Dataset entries
»»
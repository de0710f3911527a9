/*
    Copyright © 2023, ParallelChain Lab
    Licensed under the Apache License, Version 2.0: http://www.apache.org/licenses/LICENSE-2.0
*/

//! A cache that shares one point-in-time reader between many short units of work.
//!
//! Opening a reader against the storage engine is expensive, but a reader that lives for too long
//! pins an old version of the state and keeps the engine from compacting it away. The
//! [`ReaderCache`] sits between the two:
//! - [`create_reader`](ReaderCache::create_reader) hands out [leases](ReaderLease) on the cache's
//!   *current* reader, opening a new one only when there is none.
//! - A background thread *sweeps* the cache every
//!   [`sweep_interval`](crate::config::ReaderCacheConfig::sweep_interval), retiring the current
//!   reader so that the next lease request opens a fresh one.
//! - [`create_write_batch`](ReaderCache::create_write_batch) suspends sweeping while a write batch is
//!   open, and retires the current reader as soon as the batch ends, so that leases taken after a
//!   write always see it.
//!
//! ## Retirement
//!
//! Retiring a reader removes it from the cache, and gives up the lease the cache itself held on it.
//! Leases that callers took earlier stay valid: the reader is dropped when the last of them is.
//!
//! ## Locking
//!
//! The current reader lives in an atomic slot. Taking a lease on it does not lock anything. The
//! cache's lock is only taken to open a new reader, to sweep, and to begin or end a write batch. The
//! write-in-progress flag is only read or written under that lock.
//!
//! ## Shutting down
//!
//! Dropping a `ReaderCache` stops its background threads and retires its current reader. Leases
//! still held by callers stay usable until they are dropped.

use std::sync::atomic::{AtomicU64, Ordering};
use std::sync::mpsc::{self, Receiver, RecvTimeoutError, Sender};
use std::sync::{Arc, Mutex, MutexGuard, PoisonError};
use std::thread::{self, JoinHandle};
use std::time::{Duration, SystemTime};

use arc_swap::ArcSwapOption;

use crate::config::ReaderCacheConfig;
use crate::error::PersistenceError;
use crate::events::*;
use crate::leased_reader::{LeasedReader, ReaderLease};
use crate::logging::Logger;
use crate::persistence::{Persistence, PersistenceReader, PersistenceWriteBatch};
use crate::stats::{CacheStats, StatsCounters};
use crate::types::{
    Account, Address, CryptoHash, InstanceId, SlotValue, StateId, StorageSlot, TreePath, WriteFlags,
};
use crate::watchdog::LeakWatchdog;

/// Shortest sweep interval the sweeper thread will wait for.
const MIN_SWEEP_INTERVAL: Duration = Duration::from_millis(1);

pub struct ReaderCache<P: Persistence> {
    shared: Arc<Shared<P>>,
    sweeper: Option<JoinHandle<()>>,
    sweeper_shutdown: Sender<()>,
    watchdog: Option<JoinHandle<()>>,
}

/// State shared between the cache's handle and its sweeper thread.
struct Shared<P: Persistence> {
    persistence: P,
    current: ArcSwapOption<LeasedReader<P::Reader>>,
    write_state: Mutex<WriteState>,
    next_instance: AtomicU64,
    watchdog: LeakWatchdog,
    stats: Arc<StatsCounters>,
    log_events: bool,
}

struct WriteState {
    write_in_progress: bool,
}

impl<P: Persistence> ReaderCache<P> {
    /// Create a cache over `persistence` and start its sweeper and leak watchdog threads.
    pub fn new(persistence: P, config: ReaderCacheConfig) -> Self {
        let stats = Arc::new(StatsCounters::default());
        let (watchdog, watchdog_thread) =
            LeakWatchdog::start(config.leak_warning_after, Arc::clone(&stats));

        let shared = Arc::new(Shared {
            persistence,
            current: ArcSwapOption::empty(),
            write_state: Mutex::new(WriteState {
                write_in_progress: false,
            }),
            next_instance: AtomicU64::new(0),
            watchdog,
            stats,
            log_events: config.log_events,
        });

        if config.sweep_interval < MIN_SWEEP_INTERVAL {
            log::warn!(
                "Sweep interval {:?} is too short, using {:?} instead",
                config.sweep_interval,
                MIN_SWEEP_INTERVAL
            );
        }
        let (sweeper_shutdown, sweeper_shutdown_receiver) = mpsc::channel();
        let sweeper = start_sweeper(
            Arc::clone(&shared),
            config.sweep_interval.max(MIN_SWEEP_INTERVAL),
            sweeper_shutdown_receiver,
        );

        ReaderCache {
            shared,
            sweeper: Some(sweeper),
            sweeper_shutdown,
            watchdog: Some(watchdog_thread),
        }
    }

    /// Get the storage engine this cache reads from.
    pub fn persistence(&self) -> &P {
        &self.shared.persistence
    }

    /// Get a lease on a reader bound to the store's latest committed state.
    ///
    /// Reuses the current reader if there is one, and otherwise opens a new one from the storage
    /// engine, which may block. Errors from the storage engine are returned unchanged.
    pub fn create_reader(&self) -> Result<ReaderLease<P::Reader>, PersistenceError> {
        if let Some(lease) = self.shared.try_lease_current() {
            return Ok(lease);
        }
        let write_state = self.shared.lock_write_state();
        self.shared.lease_locked(&write_state)
    }

    /// Open a write batch that moves the store from state `from` to state `to`.
    ///
    /// Sweeping is suspended until the returned batch is committed or dropped. Before the batch is
    /// opened, the cache is primed: if it has no current reader, one is opened, so that leases taken
    /// while the batch is being filled see the state as it was before the write. When the batch ends,
    /// the current reader is retired.
    ///
    /// Write batches are expected to be opened one at a time.
    pub fn create_write_batch(
        &self,
        from: StateId,
        to: StateId,
        flags: WriteFlags,
    ) -> Result<CachedWriteBatch<'_, P>, PersistenceError> {
        {
            let mut write_state = self.shared.lock_write_state();
            if write_state.write_in_progress {
                log::warn!("A write batch was opened while another write batch is still open");
            }
            write_state.write_in_progress = true;
            if self.shared.log_events {
                BeginWriteEvent {
                    timestamp: SystemTime::now(),
                    from,
                    to,
                }
                .log();
            }

            // Prime the cache. The lease itself is not needed.
            if let Err(err) = self.shared.lease_locked(&write_state) {
                write_state.write_in_progress = false;
                return Err(err);
            }
        }

        let window = WriteWindow {
            cache: &self.shared,
            to,
            committed: false,
        };
        let batch = self.shared.persistence.open_write_batch(from, to, flags)?;
        Ok(CachedWriteBatch { batch, window })
    }

    /// Run one sweep synchronously: retire the current reader, unless a write batch is open.
    pub fn sweep(&self) {
        self.shared.sweep()
    }

    /// Get the id of the current reader, if there is one.
    pub fn current_instance(&self) -> Option<InstanceId> {
        self.shared
            .current
            .load_full()
            .map(|current| current.instance())
    }

    pub fn stats(&self) -> CacheStats {
        self.shared.stats.snapshot()
    }
}

impl<P: Persistence> Drop for ReaderCache<P> {
    fn drop(&mut self) {
        // The sweeper is stopped first so that it cannot retire a reader concurrently with the final
        // retirement below.
        let _ = self.sweeper_shutdown.send(());
        if let Some(sweeper) = self.sweeper.take() {
            if sweeper.join().is_err() {
                log::error!("Reader cache sweeper thread panicked");
            }
        }

        self.shared.watchdog.shutdown();
        if let Some(watchdog) = self.watchdog.take() {
            if watchdog.join().is_err() {
                log::error!("Reader cache watchdog thread panicked");
            }
        }

        let write_state = self.shared.lock_write_state();
        self.shared.retire_locked(&write_state, RetireCause::Shutdown);
        if self.shared.log_events {
            ShutdownCacheEvent {
                timestamp: SystemTime::now(),
            }
            .log();
        }
    }
}

impl<P: Persistence> Shared<P> {
    fn lock_write_state(&self) -> MutexGuard<'_, WriteState> {
        self.write_state
            .lock()
            .unwrap_or_else(PoisonError::into_inner)
    }

    /// Lease the current reader without taking the lock. Returns `None` if there is no current reader
    /// or if it is being disposed.
    fn try_lease_current(&self) -> Option<ReaderLease<P::Reader>> {
        let current = self.current.load_full()?;
        let lease = LeasedReader::lease(&current)?;
        StatsCounters::increment(&self.stats.lease_hits);
        Some(lease)
    }

    /// Lease the current reader, opening a new one if there is none. Must be called with the write
    /// state locked, which serializes the opening of new readers.
    fn lease_locked(&self, _write_state: &WriteState) -> Result<ReaderLease<P::Reader>, PersistenceError> {
        loop {
            let candidate = match self.current.load_full() {
                Some(current) => current,
                None => {
                    let created = self.open_leased_reader()?;
                    self.current.store(Some(Arc::clone(&created)));
                    created
                }
            };

            if let Some(lease) = LeasedReader::lease(&candidate) {
                return Ok(lease);
            }

            // `candidate` was disposed between being loaded and being leased. Clear it out, unless
            // someone already replaced it with a newer reader.
            let stale = Some(candidate);
            let _ = self
                .current
                .compare_and_swap(&stale, None::<Arc<LeasedReader<P::Reader>>>);
        }
    }

    fn open_leased_reader(&self) -> Result<Arc<LeasedReader<P::Reader>>, PersistenceError> {
        let reader = self.persistence.open_reader()?;
        let instance = InstanceId::new(self.next_instance.fetch_add(1, Ordering::Relaxed));
        let state = reader.current_state();

        let created = Arc::new(LeasedReader::new(instance, reader));
        self.watchdog.watch(&created);
        StatsCounters::increment(&self.stats.readers_created);
        if self.log_events {
            CreateReaderEvent {
                timestamp: SystemTime::now(),
                instance,
                state,
            }
            .log();
        }
        Ok(created)
    }

    fn sweep(&self) {
        let write_state = self.lock_write_state();
        if write_state.write_in_progress {
            StatsCounters::increment(&self.stats.skipped_sweeps);
            if self.log_events {
                SkipSweepEvent {
                    timestamp: SystemTime::now(),
                }
                .log();
            }
            return;
        }
        self.retire_locked(&write_state, RetireCause::Sweep);
    }

    /// Remove the current reader from the cache and give up the cache's lease on it.
    fn retire_locked(&self, _write_state: &WriteState, cause: RetireCause) {
        if let Some(retired) = self.current.swap(None) {
            StatsCounters::increment(&self.stats.retirements);
            if self.log_events {
                RetireReaderEvent {
                    timestamp: SystemTime::now(),
                    instance: retired.instance(),
                    age: retired.created_at().elapsed(),
                    cause,
                }
                .log();
            }
            retired.release();
        }
    }

    /// Close the write window and retire the current reader, in one critical section so that no
    /// other write batch can begin in between.
    fn end_write(&self, to: StateId, committed: bool) {
        let mut write_state = self.lock_write_state();
        write_state.write_in_progress = false;
        if self.log_events {
            EndWriteEvent {
                timestamp: SystemTime::now(),
                to,
                committed,
            }
            .log();
        }
        self.retire_locked(&write_state, RetireCause::WriteBatch);
    }
}

fn start_sweeper<P: Persistence>(
    shared: Arc<Shared<P>>,
    interval: Duration,
    shutdown_signal: Receiver<()>,
) -> JoinHandle<()> {
    thread::spawn(move || loop {
        match shutdown_signal.recv_timeout(interval) {
            Ok(()) | Err(RecvTimeoutError::Disconnected) => return,
            Err(RecvTimeoutError::Timeout) => shared.sweep(),
        }
    })
}

/// Ends the write window of a [`CachedWriteBatch`] when dropped.
struct WriteWindow<'a, P: Persistence> {
    cache: &'a Shared<P>,
    to: StateId,
    committed: bool,
}

impl<P: Persistence> Drop for WriteWindow<'_, P> {
    fn drop(&mut self) {
        self.cache.end_write(self.to, self.committed)
    }
}

/// A write batch opened through a [`ReaderCache`]. Forwards every change to the storage engine's
/// batch.
///
/// The batch ends when it is [committed](PersistenceWriteBatch::commit) or dropped. Either way, the
/// underlying batch is finished first, and only then is sweeping resumed and the cache's current
/// reader retired.
pub struct CachedWriteBatch<'a, P: Persistence> {
    // Declared before `window` so that, when dropped uncommitted, the underlying batch is discarded
    // before the write window closes.
    batch: P::WriteBatch,
    window: WriteWindow<'a, P>,
}

impl<P: Persistence> PersistenceWriteBatch for CachedWriteBatch<'_, P> {
    fn set(&mut self, key: &[u8], value: &[u8]) {
        self.batch.set(key, value)
    }

    fn delete(&mut self, key: &[u8]) {
        self.batch.delete(key)
    }

    fn is_preimage_mode(&self) -> bool {
        self.batch.is_preimage_mode()
    }

    fn commit(self) -> Result<(), PersistenceError> {
        let CachedWriteBatch { batch, mut window } = self;
        let result = batch.commit();
        window.committed = result.is_ok();
        drop(window);
        result
    }

    fn set_account(&mut self, address: &Address, account: Option<&Account>) -> Result<(), PersistenceError> {
        self.batch.set_account(address, account)
    }

    fn set_account_raw(&mut self, account_path: &CryptoHash, value: Option<&[u8]>) {
        self.batch.set_account_raw(account_path, value)
    }

    fn set_storage(
        &mut self,
        address: &Address,
        slot: &StorageSlot,
        value: Option<&SlotValue>,
    ) -> Result<(), PersistenceError> {
        self.batch.set_storage(address, slot, value)
    }

    fn set_storage_raw(&mut self, account_path: &CryptoHash, slot_path: &CryptoHash, value: Option<&[u8]>) {
        self.batch.set_storage_raw(account_path, slot_path, value)
    }

    fn set_state_node(&mut self, path: &TreePath, node: Option<&[u8]>) {
        self.batch.set_state_node(path, node)
    }

    fn set_storage_node(&mut self, account_path: &CryptoHash, path: &TreePath, node: Option<&[u8]>) {
        self.batch.set_storage_node(account_path, path, node)
    }
}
««
*What the task requires*: From the entries above, copy each line that holds "store".

*Result for this task*:
    /// Get a lease on a reader bound to the store's latest committed state.
    /// Open a write batch that moves the store from state `from` to state `to`.
                    self.current.store(Some(Arc::clone(&created)));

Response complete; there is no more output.